# is this a bad sign



## luke.h (Jan 9, 2007)

hi iv restarted bodybuilding after being out for a year and iv been going to the gym 4 2weeks 3 times a week and im growing is size quite a bit i wont to get big but i fort it takes time will the growing slow down can anyone give me some advise


----------



## dave20 (Sep 21, 2005)

ok ....


----------



## Tinytom (Sep 16, 2005)

whats the point to this thread? I read it as 'I'm getting bigger but I don't know if this is good?'

Oh and please write properly I detest text speak in posts and there's actually a UKM rule that prohibits it.

If you're making progress then thats good mate, there's guys who would love to be in your position.


----------



## ah24 (Jun 25, 2006)

In English, here it is courtesy of AH24

'Hi, just got into bodybuilding after taking a year out. Since returning i have gone 3 times a week, for 2 weeks. I have been growing in size at a fair rate. I want to get bigger obviously but heard this takes time - and eventually your gains start to slow down. When this starts to happen can people give me advice to keep my gains up?'

Sorry to sound patronising mate. Post in the correct sections, diet and training sections you will need if your looking for help to keep things fresh.

Yes your gains will start to slow down but not for a while yet.

In your next post try to be a little more informative and speak properly.


----------



## megatron (Apr 21, 2004)

Spellcheck is your friend.


----------



## Nine Pack (Oct 30, 2006)

I'm with Tom on the text speak issue, but can't you tell he's dieting?! The english language seems to have been reduced to a series of three letter phonetic abbreviations. When I send a text message, it's all done in full words with commas, apostrophies, full stops & everything, takes me ages!


----------



## Robsta (Oct 2, 2005)

Nine Pack said:


> I'm with Tom on the text speak issue, but can't you tell he's dieting?! The english language seems to have been reduced to a series of three letter phonetic abbreviations. When I send a text message, it's all done in full words with commas, apostrophies, full stops & everything, takes me ages!


Me too dude, what hope have our kids got if the language is reduced to "ghetto text"
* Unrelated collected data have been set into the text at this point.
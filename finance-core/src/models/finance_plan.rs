use serde::Serialize;
use thiserror::Error;
use tracing::{debug, warn};
use uuid::Uuid;

use crate::calculations::crop_finance::{PlanTotals, aggregate};
use crate::models::{CropEntry, CropField, CropName, Season};

/// Reasons a plan cannot be saved.
#[derive(Debug, Error, PartialEq, Eq)]
pub enum PlanValidationError {
    #[error("member number is required")]
    MissingMemberNumber,

    #[error("member name is required")]
    MissingMemberName,
}

/// A member's land-finance plan: member details plus one or more crop entries.
///
/// The plan owns its entries exclusively and always holds at least one.
/// Totals are not stored; [`FinancePlan::totals`] aggregates the entries on
/// every call so they can never go stale.
#[derive(Debug, Clone, PartialEq, Eq, Serialize)]
#[serde(rename_all = "camelCase")]
pub struct FinancePlan {
    pub member_number: String,
    pub member_name: String,
    pub village: String,
    /// Total land area in acres, as entered.
    pub total_land_area: String,
    entries: Vec<CropEntry>,
}

impl FinancePlan {
    /// Creates an empty plan holding a single blank entry.
    pub fn new() -> Self {
        Self {
            member_number: String::new(),
            member_name: String::new(),
            village: String::new(),
            total_land_area: String::new(),
            entries: vec![CropEntry::new()],
        }
    }

    /// Entries in the order they were added.
    pub fn entries(&self) -> &[CropEntry] {
        &self.entries
    }

    pub fn entry(
        &self,
        id: Uuid,
    ) -> Option<&CropEntry> {
        self.entries.iter().find(|entry| entry.id() == id)
    }

    /// Mutable access to an entry. Entry setters keep derived figures current.
    pub fn entry_mut(
        &mut self,
        id: Uuid,
    ) -> Option<&mut CropEntry> {
        self.entries.iter_mut().find(|entry| entry.id() == id)
    }

    pub fn entry_count(&self) -> usize {
        self.entries.len()
    }

    /// Appends a blank entry and returns its id.
    pub fn add_entry(&mut self) -> Uuid {
        let entry = CropEntry::new();
        let id = entry.id();
        self.entries.push(entry);
        debug!(%id, count = self.entries.len(), "added crop entry");
        id
    }

    /// Removes the entry with `id`.
    ///
    /// Returns `false` without changing anything when `id` is unknown or the
    /// entry is the only one left.
    pub fn remove_entry(
        &mut self,
        id: Uuid,
    ) -> bool {
        if self.entries.len() <= 1 {
            warn!(%id, "refusing to remove the last crop entry");
            return false;
        }

        let before = self.entries.len();
        self.entries.retain(|entry| entry.id() != id);
        let removed = self.entries.len() < before;
        if removed {
            debug!(%id, count = self.entries.len(), "removed crop entry");
        }
        removed
    }

    /// Sets a text field on the entry with `id`. Returns `false` if no such entry.
    pub fn set_entry_field(
        &mut self,
        id: Uuid,
        field: CropField,
        value: impl Into<String>,
    ) -> bool {
        match self.entry_mut(id) {
            Some(entry) => {
                entry.set_field(field, value);
                true
            }
            None => {
                debug!(%id, field = field.as_str(), "no crop entry to update");
                false
            }
        }
    }

    pub fn set_entry_crop(
        &mut self,
        id: Uuid,
        crop_name: Option<CropName>,
    ) -> bool {
        match self.entry_mut(id) {
            Some(entry) => {
                entry.set_crop_name(crop_name);
                true
            }
            None => false,
        }
    }

    pub fn set_entry_season(
        &mut self,
        id: Uuid,
        season: Option<Season>,
    ) -> bool {
        match self.entry_mut(id) {
            Some(entry) => {
                entry.set_season(season);
                true
            }
            None => false,
        }
    }

    /// Financial summary across all entries.
    pub fn totals(&self) -> PlanTotals {
        aggregate(&self.entries)
    }

    /// Checks the member details required before a plan can be saved.
    ///
    /// # Errors
    ///
    /// Returns [`PlanValidationError`] if the member number or member name
    /// is blank.
    pub fn validate_for_save(&self) -> Result<(), PlanValidationError> {
        if self.member_number.trim().is_empty() {
            return Err(PlanValidationError::MissingMemberNumber);
        }
        if self.member_name.trim().is_empty() {
            return Err(PlanValidationError::MissingMemberName);
        }
        Ok(())
    }
}

impl Default for FinancePlan {
    fn default() -> Self {
        Self::new()
    }
}

#[cfg(test)]
mod tests {
    use pretty_assertions::assert_eq;
    use rust_decimal::Decimal;
    use rust_decimal_macros::dec;

    use super::*;

    fn named_plan() -> FinancePlan {
        FinancePlan {
            member_number: "M-1042".to_string(),
            member_name: "Lakshmi Devi".to_string(),
            ..FinancePlan::new()
        }
    }

    // =========================================================================
    // entry management tests
    // =========================================================================

    #[test]
    fn new_plan_has_one_blank_entry() {
        let plan = FinancePlan::new();

        assert_eq!(plan.entry_count(), 1);
        assert_eq!(plan.totals(), PlanTotals::default());
    }

    #[test]
    fn add_entry_appends_blank_entry() {
        let mut plan = FinancePlan::new();

        let id = plan.add_entry();

        assert_eq!(plan.entry_count(), 2);
        assert_eq!(plan.entries()[1].id(), id);
        assert_eq!(plan.entries()[1].total_cost(), Decimal::ZERO);
    }

    #[test]
    fn remove_last_entry_is_a_no_op() {
        let mut plan = FinancePlan::new();
        let id = plan.entries()[0].id();

        let removed = plan.remove_entry(id);

        assert!(!removed);
        assert_eq!(plan.entry_count(), 1);
        assert_eq!(plan.entries()[0].id(), id);
    }

    #[test]
    fn remove_entry_shrinks_two_entry_plan() {
        let mut plan = FinancePlan::new();
        let first = plan.entries()[0].id();
        let second = plan.add_entry();

        let removed = plan.remove_entry(first);

        assert!(removed);
        assert_eq!(plan.entry_count(), 1);
        assert_eq!(plan.entries()[0].id(), second);
    }

    #[test]
    fn remove_unknown_entry_changes_nothing() {
        let mut plan = FinancePlan::new();
        plan.add_entry();

        let removed = plan.remove_entry(Uuid::new_v4());

        assert!(!removed);
        assert_eq!(plan.entry_count(), 2);
    }

    #[test]
    fn remove_entry_keeps_order_of_the_rest() {
        let mut plan = FinancePlan::new();
        let first = plan.entries()[0].id();
        let second = plan.add_entry();
        let third = plan.add_entry();

        plan.remove_entry(second);

        let ids: Vec<Uuid> = plan.entries().iter().map(CropEntry::id).collect();
        assert_eq!(ids, vec![first, third]);
    }

    // =========================================================================
    // editing tests
    // =========================================================================

    #[test]
    fn set_entry_field_recomputes_entry_and_totals() {
        let mut plan = FinancePlan::new();
        let first = plan.entries()[0].id();
        let second = plan.add_entry();

        plan.set_entry_field(first, CropField::SeedCost, "4000");
        plan.set_entry_field(first, CropField::ExpectedYield, "20");
        plan.set_entry_field(first, CropField::MarketRate, "250");
        plan.set_entry_field(second, CropField::LaborCost, "6000");
        plan.set_entry_field(second, CropField::ExpectedYield, "10");
        plan.set_entry_field(second, CropField::MarketRate, "300");

        assert_eq!(plan.entry(first).map(CropEntry::net_profit), Some(dec!(1000)));
        assert_eq!(
            plan.totals(),
            PlanTotals {
                total_cost: dec!(10000),
                total_income: dec!(8000),
                total_profit: dec!(-2000),
            }
        );
    }

    #[test]
    fn set_entry_field_unknown_id_returns_false() {
        let mut plan = FinancePlan::new();

        assert!(!plan.set_entry_field(Uuid::new_v4(), CropField::SeedCost, "10"));
        assert_eq!(plan.totals(), PlanTotals::default());
    }

    #[test]
    fn removing_an_entry_drops_it_from_totals() {
        let mut plan = FinancePlan::new();
        let first = plan.entries()[0].id();
        let second = plan.add_entry();
        plan.set_entry_field(first, CropField::SeedCost, "100");
        plan.set_entry_field(second, CropField::SeedCost, "900");

        plan.remove_entry(second);

        assert_eq!(plan.totals().total_cost, dec!(100));
    }

    #[test]
    fn set_entry_crop_and_season() {
        let mut plan = FinancePlan::new();
        let id = plan.entries()[0].id();

        assert!(plan.set_entry_crop(id, Some(CropName::Rice)));
        assert!(plan.set_entry_season(id, Some(Season::Kharif)));

        let entry = plan.entry(id).expect("entry exists");
        assert_eq!(entry.crop_name(), Some(CropName::Rice));
        assert_eq!(entry.season(), Some(Season::Kharif));
    }

    // =========================================================================
    // validate_for_save tests
    // =========================================================================

    #[test]
    fn validate_accepts_member_number_and_name() {
        assert_eq!(named_plan().validate_for_save(), Ok(()));
    }

    #[test]
    fn validate_requires_member_number() {
        let plan = FinancePlan {
            member_number: "   ".to_string(),
            ..named_plan()
        };

        assert_eq!(
            plan.validate_for_save(),
            Err(PlanValidationError::MissingMemberNumber)
        );
    }

    #[test]
    fn validate_requires_member_name() {
        let plan = FinancePlan {
            member_name: String::new(),
            ..named_plan()
        };

        assert_eq!(
            plan.validate_for_save(),
            Err(PlanValidationError::MissingMemberName)
        );
    }
}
But on the issue of growing, why worry about it dude, as Tom says, there are those (me included) who'd love to be growing with no probs, as long as it's muscle gains and not just the fact you are more hungry as you're training and are eating much more to get your energy, this may be a false indication if this is the case.....just keep growing dude, and watch the bf %....keep us informed of your gains though matey.....


----------



## invisiblekid (Jun 18, 2006)

My guess is he's put on a lot of weight but most of it is fat....


----------



## Nine Pack (Oct 30, 2006)

Slightly off subject, but Robsta, you have some barmy delts there & look like you're carrying a lot of muscle everywhere. Me thinks it's time you got on a pre contest regime & get on stage, show em what you've got.


----------



## chrisj22 (Mar 22, 2006)

Yes, Rob looks an animal. Come on Rob, get onstage!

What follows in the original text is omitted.